Nutrient Comparison: Frozen Carrots VS Cooked Yam, Boiled, Drained, Or Baked with Salt per 5 oz
Compare the macro and micronutrient content in 5 oz of Frozen Carrots versus 5 oz of Cooked Yam, Boiled, Drained, Or Baked with Salt to make informed dietary choices. Explore their nutritional differences and benefits.
Lets compare vitamin content per 5 ounces of Frozen Carrots vs Cooked Yam, Boiled, Drained, Or Baked with Salt:
- 5 ounces of Frozen Carrots have 118.3 times more Vitamin A, 1.3 times more Vitamin B2, 1.7 times more Vitamin E and 7.7 times more Vitamin K than Cooked Yam, Boiled, Drained, Or Baked with Salt.
- While 5 oz of Cooked Yam, Boiled, Drained, Or Baked with Salt contain 2.2 times more Vitamin B1, 1.7 times more Vitamin B5, 2.4 times more Vitamin B6, 1.6 times more Vitamin B9 and 4.8 times more Vitamin C than Frozen Carrots, Unprepared.
- Both Frozen Carrots and Cooked Yam, Boiled, Drained, Or Baked with Salt provide similar amounts of Vitamin B3 per five ounces.

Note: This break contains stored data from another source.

mod common;

use q931_config::{IntfType, Role};
use q931_core::debug;
use q931_core::longtime::LONGTIME_SECOND;
use q931_ies::Ie;
use q931_ies::enums::call_state_value::CallStateValue;
use q931_ies::enums::cause_value::CauseValue;
use q931_ies::enums::location::Location;
use q931_ies::enums::message_type::MessageType;
use q931_ies::enums::progress_description::ProgressDescription;
use q931_ies::fields::party_number::PartyNumber;
use q931_ies::ies::{CallState, CalledPartyNumber, ProgressIndicator};
use q931_ies::message::Ies;
use q931_lib::{CallTimer, ChannelState, Q931Error, Q931Indication};
use common::{ComponentTest, cause_ies, cause_of, default_test_config};

/// SETUP from the user side, call reference 1, bearer capability only
const SETUP_BC_ONLY: &str = "0801010504038090a3";

fn nt_test() -> ComponentTest {
    ComponentTest::new(default_test_config(Role::Nt, IntfType::BraPointToPoint))
}

#[test]
fn test_incoming_call_answer_and_clear() {
    debug::setup_logging_verbose();
    let mut test = nt_test();
    let call = test.incoming_call(SETUP_BC_ONLY);
    assert_eq!(test.call_state(call), Some(CallStateValue::CallPresent));
    assert_eq!(test.channel_state(1), ChannelState::Selected);
    assert!(test.take_sent().is_empty());

    // The network names the channel in its first response
    test.lib.alerting_request(call, Ies::new()).unwrap();
    let alerting = test.take_one_sent();
    assert_eq!(alerting.message_type, MessageType::Alerting);
    assert!(alerting.callref.flag);
    assert_eq!(alerting.callref.value, 1);
    let chanid = alerting.ies.channel_identification().unwrap();
    assert_eq!(chanid.channels(), &[1]);
    assert!(chanid.exclusive);
    assert_eq!(test.call_state(call), Some(CallStateValue::CallReceived));

    // Neither alerting twice nor completing an incoming call is allowed, and nothing goes out
    assert!(matches!(
        test.lib.alerting_request(call, Ies::new()),
        Err(Q931Error::IncompatibleState { state: CallStateValue::CallReceived, .. })
    ));
    assert!(matches!(test.lib.setup_complete_request(call, Ies::new()), Err(Q931Error::IncompatibleState { .. })));
    assert!(test.take_sent().is_empty());

    test.lib.setup_response(call, Ies::new()).unwrap();
    let connect = test.take_one_sent();
    assert_eq!(connect.message_type, MessageType::Connect);
    assert!(connect.ies.channel_identification().is_none());
    assert!(connect.ies.date_time().is_none());
    assert_eq!(test.call_state(call), Some(CallStateValue::Active));
    assert_eq!(test.take_indications(), vec![Q931Indication::ConnectChannel { call, channel: 1 }]);
    assert_eq!(test.channel_state(1), ChannelState::Connected);

    // CONNECT ACKNOWLEDGE after the network went active changes nothing
    let callref = test.peer_callref(1, false);
    test.deliver_p2p(callref, MessageType::ConnectAcknowledge, Ies::new());
    assert!(test.take_sent().is_empty());
    assert!(test.take_indications().is_empty());

    // Caller hangs up; the application releases
    test.deliver_p2p(callref, MessageType::Disconnect, cause_ies(CauseValue::NormalCallClearing));
    let inds = test.take_indications();
    assert_eq!(inds.len(), 2);
    assert_eq!(inds[0], Q931Indication::DisconnectChannel { call, channel: 1 });
    assert!(matches!(&inds[1], Q931Indication::Disconnect { ies, .. } if cause_of(ies) == Some(16)));
    assert_eq!(test.call_state(call), Some(CallStateValue::DisconnectIndication));

    test.lib.release_request(call, Ies::new()).unwrap();
    assert_eq!(test.take_one_sent().message_type, MessageType::Release);
    assert_eq!(test.call_state(call), Some(CallStateValue::ReleaseRequest));

    test.deliver_p2p(callref, MessageType::ReleaseComplete, Ies::new());
    assert!(matches!(
        test.take_indications().as_slice(),
        [Q931Indication::ReleaseConfirm { timed_out: false, .. }]
    ));
    assert_eq!(test.lib.active_calls_cnt(), 0);
    assert_eq!(test.channel_state(1), ChannelState::Available);
}

#[test]
fn test_connect_carries_date_time_when_configured() {
    debug::setup_logging_verbose();
    let mut config = default_test_config(Role::Nt, IntfType::BraPointToPoint);
    config.send_date_time = true;
    let mut test = ComponentTest::new(config);
    let call = test.incoming_call(SETUP_BC_ONLY);

    test.lib.setup_response(call, Ies::new()).unwrap();
    let connect = test.take_one_sent();
    assert_eq!(connect.message_type, MessageType::Connect);
    assert!(connect.ies.date_time().is_some());
    // First response, so the channel goes with it
    assert_eq!(connect.ies.channel_identification().map(|c| c.channels().to_vec()), Some(vec![1]));
}

#[test]
fn test_setup_without_bearer_capability() {
    debug::setup_logging_verbose();
    let mut test = nt_test();
    test.deliver_hex(0, "08010105");

    let reply = test.take_one_sent();
    assert_eq!(reply.message_type, MessageType::ReleaseComplete);
    assert!(reply.callref.flag);
    let cause = reply.ies.cause().unwrap();
    assert_eq!(cause.value, CauseValue::MandatoryInformationElementMissing.into_raw() as u8);
    assert_eq!(cause.diagnostics, vec![0x04]);
    assert!(test.take_indications().is_empty());
    assert_eq!(test.lib.active_calls_cnt(), 0);
}

#[test]
fn test_reject_incoming_call() {
    debug::setup_logging_verbose();
    let mut test = nt_test();
    let call = test.incoming_call(SETUP_BC_ONLY);

    test.lib.reject_request(call, Ies::new()).unwrap();
    let rc = test.take_one_sent();
    assert_eq!(rc.message_type, MessageType::ReleaseComplete);
    assert_eq!(cause_of(&rc.ies), Some(CauseValue::CallRejected.into_raw() as u8));
    assert!(test.lib.call(call).is_none());
    assert_eq!(test.channel_state(1), ChannelState::Available);

    // The call is in Null now, and ALERTING is not compatible with that state
    assert_eq!(
        test.lib.alerting_request(call, Ies::new()),
        Err(Q931Error::IncompatibleState {
            state: CallStateValue::Null,
            cause: CauseValue::MessageNotCompatibleWithCallState,
        })
    );
    assert!(matches!(test.lib.disconnect_request(call, Ies::new()), Err(Q931Error::IncompatibleState { state: CallStateValue::Null, .. })));
    assert!(test.take_sent().is_empty());
}

#[test]
fn test_overlap_receiving() {
    debug::setup_logging_verbose();
    let mut test = nt_test();
    let call = test.incoming_call(SETUP_BC_ONLY);
    let callref = test.peer_callref(1, false);

    test.lib.more_info_request(call, Ies::new()).unwrap();
    let setup_ack = test.take_one_sent();
    assert_eq!(setup_ack.message_type, MessageType::SetupAcknowledge);
    assert!(setup_ack.ies.channel_identification().is_some());
    assert_eq!(test.call_state(call), Some(CallStateValue::OverlapReceiving));
    assert_eq!(test.lib.next_timer(), Some(12 * LONGTIME_SECOND));

    // Each digit restarts T302
    test.advance(10 * LONGTIME_SECOND);
    let digits = Ies::new().with(Ie::CalledPartyNumber(CalledPartyNumber(PartyNumber::unknown("5"))));
    test.deliver_p2p(callref, MessageType::Information, digits);
    assert!(matches!(test.take_indications().as_slice(), [Q931Indication::Info { .. }]));
    assert_eq!(test.lib.next_timer(), Some(12 * LONGTIME_SECOND));

    // T302 only tells the application; the call waits for its decision
    test.advance(12 * LONGTIME_SECOND);
    assert_eq!(test.take_indications(), vec![Q931Indication::Timeout { call, timer: CallTimer::T302 }]);
    assert_eq!(test.call_state(call), Some(CallStateValue::OverlapReceiving));
    assert!(test.take_sent().is_empty());

    test.lib.proceeding_request(call, Ies::new()).unwrap();
    let proceeding = test.take_one_sent();
    assert_eq!(proceeding.message_type, MessageType::CallProceeding);
    // Already named in SETUP ACKNOWLEDGE
    assert!(proceeding.ies.channel_identification().is_none());
    assert_eq!(test.call_state(call), Some(CallStateValue::IncomingCallProceeding));

    assert!(matches!(test.lib.progress_request(call, Ies::new()), Err(Q931Error::Encode(_))));
    let inband = Ie::ProgressIndicator(ProgressIndicator::new(Location::PublicNetworkLocalUser, ProgressDescription::InbandInformationAvailable));
    test.lib.progress_request(call, Ies::new().with(inband)).unwrap();
    assert_eq!(test.take_one_sent().message_type, MessageType::Progress);
    assert!(matches!(test.lib.reject_request(call, Ies::new()), Err(Q931Error::IncompatibleState { .. })));
}

#[test]
fn test_disconnect_unanswered_falls_back_to_release() {
    debug::setup_logging_verbose();
    let mut test = nt_test();
    let call = test.incoming_call(SETUP_BC_ONLY);
    test.lib.alerting_request(call, Ies::new()).unwrap();
    test.take_sent();

    test.lib.disconnect_request(call, cause_ies(CauseValue::UserBusy)).unwrap();
    let disconnect = test.take_one_sent();
    assert_eq!(disconnect.message_type, MessageType::Disconnect);
    assert_eq!(cause_of(&disconnect.ies), Some(CauseValue::UserBusy.into_raw() as u8));
    assert_eq!(test.call_state(call), Some(CallStateValue::DisconnectRequest));

    // No RELEASE within T305: RELEASE repeats the cause of the DISCONNECT
    test.advance(30 * LONGTIME_SECOND);
    assert_eq!(test.take_indications(), vec![Q931Indication::Timeout { call, timer: CallTimer::T305 }]);
    let release = test.take_one_sent();
    assert_eq!(release.message_type, MessageType::Release);
    assert_eq!(release.ies.causes().count(), 1);
    assert_eq!(release.ies.cause(), disconnect.ies.cause());
    assert_eq!(test.call_state(call), Some(CallStateValue::ReleaseRequest));

    // Anything but clearing messages is ignored while releasing
    let callref = test.peer_callref(1, false);
    test.deliver_p2p(callref, MessageType::Information, Ies::new());
    assert!(test.take_sent().is_empty());

    test.deliver_p2p(callref, MessageType::ReleaseComplete, Ies::new());
    assert!(matches!(test.take_indications().as_slice(), [Q931Indication::ReleaseConfirm { .. }]));
    assert_eq!(test.lib.active_calls_cnt(), 0);
}

#[test]
fn test_unexpected_message_answered_with_status() {
    debug::setup_logging_verbose();
    let mut test = nt_test();
    let call = test.incoming_call(SETUP_BC_ONLY);

    // CONNECT makes no sense on a call the peer placed
    let callref = test.peer_callref(1, false);
    test.deliver_p2p(callref, MessageType::Connect, Ies::new());
    let status = test.take_one_sent();
    assert_eq!(status.message_type, MessageType::Status);
    let cause = status.ies.cause().unwrap();
    assert_eq!(cause.value, CauseValue::MessageNotCompatibleWithCallState.into_raw() as u8);
    assert_eq!(cause.diagnostics, vec![MessageType::Connect.into_raw() as u8]);
    // The network reports its own numbering, N1 for a call the user originated
    assert_eq!(status.ies.call_state().map(|s| s.value), Some(CallStateValue::CallInitiated));
    assert_eq!(
        test.take_indications(),
        vec![Q931Indication::Error { call, cause: CauseValue::MessageNotCompatibleWithCallState.into_raw() as u8 }]
    );
    assert_eq!(test.call_state(call), Some(CallStateValue::CallPresent));

    // DISCONNECT without its cause is answered with RELEASE
    test.deliver_p2p(callref, MessageType::Disconnect, Ies::new());
    let release = test.take_one_sent();
    assert_eq!(release.message_type, MessageType::Release);
    assert_eq!(cause_of(&release.ies), Some(CauseValue::MandatoryInformationElementMissing.into_raw() as u8));
    assert_eq!(test.call_state(call), Some(CallStateValue::ReleaseRequest));
}

#[test]
fn test_status_enquiry_on_call() {
    debug::setup_logging_verbose();
    let mut test = nt_test();
    let call = test.incoming_call(SETUP_BC_ONLY);
    test.lib.setup_response(call, Ies::new()).unwrap();
    test.take_sent();
    test.take_indications();

    let callref = test.peer_callref(1, false);
    test.deliver_p2p(callref, MessageType::StatusEnquiry, Ies::new());
    let status = test.take_one_sent();
    assert_eq!(status.message_type, MessageType::Status);
    assert_eq!(cause_of(&status.ies), Some(CauseValue::ResponseToStatusEnquiry.into_raw() as u8));
    assert_eq!(status.ies.call_state().map(|s| s.value), Some(CallStateValue::Active));

    // Our own enquiry, answered in time
    test.lib.status_enquiry_request(call, Ies::new()).unwrap();
    assert_eq!(test.take_one_sent().message_type, MessageType::StatusEnquiry);
    // A second one while T322 runs is absorbed
    test.lib.status_enquiry_request(call, Ies::new()).unwrap();
    assert!(test.take_sent().is_empty());

    let active = cause_ies(CauseValue::ResponseToStatusEnquiry)
        .with(Ie::CallState(CallState::new(CallStateValue::Active)));
    test.deliver_p2p(callref, MessageType::Status, active);
    assert!(matches!(test.take_indications().as_slice(), [Q931Indication::Status { .. }]));
    assert_eq!(test.lib.next_timer(), None);

    // Unanswered: one retry, then the call is released with cause 41
    test.lib.status_enquiry_request(call, Ies::new()).unwrap();
    test.take_sent();
    test.advance(4 * LONGTIME_SECOND);
    assert_eq!(test.take_one_sent().message_type, MessageType::StatusEnquiry);
    test.advance(4 * LONGTIME_SECOND);
    let release = test.take_one_sent();
    assert_eq!(release.message_type, MessageType::Release);
    assert_eq!(cause_of(&release.ies), Some(CauseValue::TemporaryFailure.into_raw() as u8));
}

- 5 ounces of Cooked Yam, Boiled, Drained, Or Baked with Salt have insufficient amounts of Vitamin A and Vitamin K
- Both Frozen Carrots, Unprepared as well as Cooked Yam, Boiled, Drained, Or Baked with Salt have insufficient amounts of Vitamin B12 and Vitamin D in five ounces.
Comparing minerals per 5 ounces for Frozen Carrots vs Cooked Yam, Boiled, Drained, Or Baked with Salt:
- 5 ounces of Frozen Carrots have 2.6 times more Calcium, 1.7 times more Zinc and 1.3 times more Water than Cooked Yam, Boiled, Drained, Or Baked with Salt.
- While 5 oz of Cooked Yam, Boiled, Drained, Or Baked with Salt contain 2.1 times more Copper, 1.5 times more Magnesium, 2.2 times more Manganese, 1.5 times more Phosphorus, 2.9 times more Potassium and 3.6 times more Sodium than Frozen Carrots, Unprepared.
- Both Frozen Carrots and Cooked Yam, Boiled, Drained, Or Baked with Salt contain similar levels of Iron per five ounces.
- 5 ounces of Cooked Yam, Boiled, Drained, Or Baked with Salt lack sufficient amounts of Calcium and Zinc
- Both Frozen Carrots, Unprepared as well as Cooked Yam, Boiled, Drained, Or Baked with Salt lack sufficient amounts of Selenium in five ounces.
Comparison of macro-nutrients per 5 ounces:
- 5 ounces of Frozen Carrots have 9.7 times more Sugars than Cooked Yam, Boiled, Drained, Or Baked with Salt.
- While 5 oz of Cooked Yam, Boiled, Drained, Or Baked with Salt contain 3.2 times more Energy, 3.4 times more Carbohydrate and 1.9 times more Protein than Frozen Carrots, Unprepared.
- Both Frozen Carrots and Cooked Yam, Boiled, Drained, Or Baked with Salt offer comparable quantities of Fiber per five ounces.
- 5 ounces of Frozen Carrots provide inadequate amounts of Energy and Protein
- Both Frozen Carrots, Unprepared as well as Cooked Yam, Boiled, Drained, Or Baked with Salt provide inadequate amounts of Omega 3 and Omega 6 in five ounces.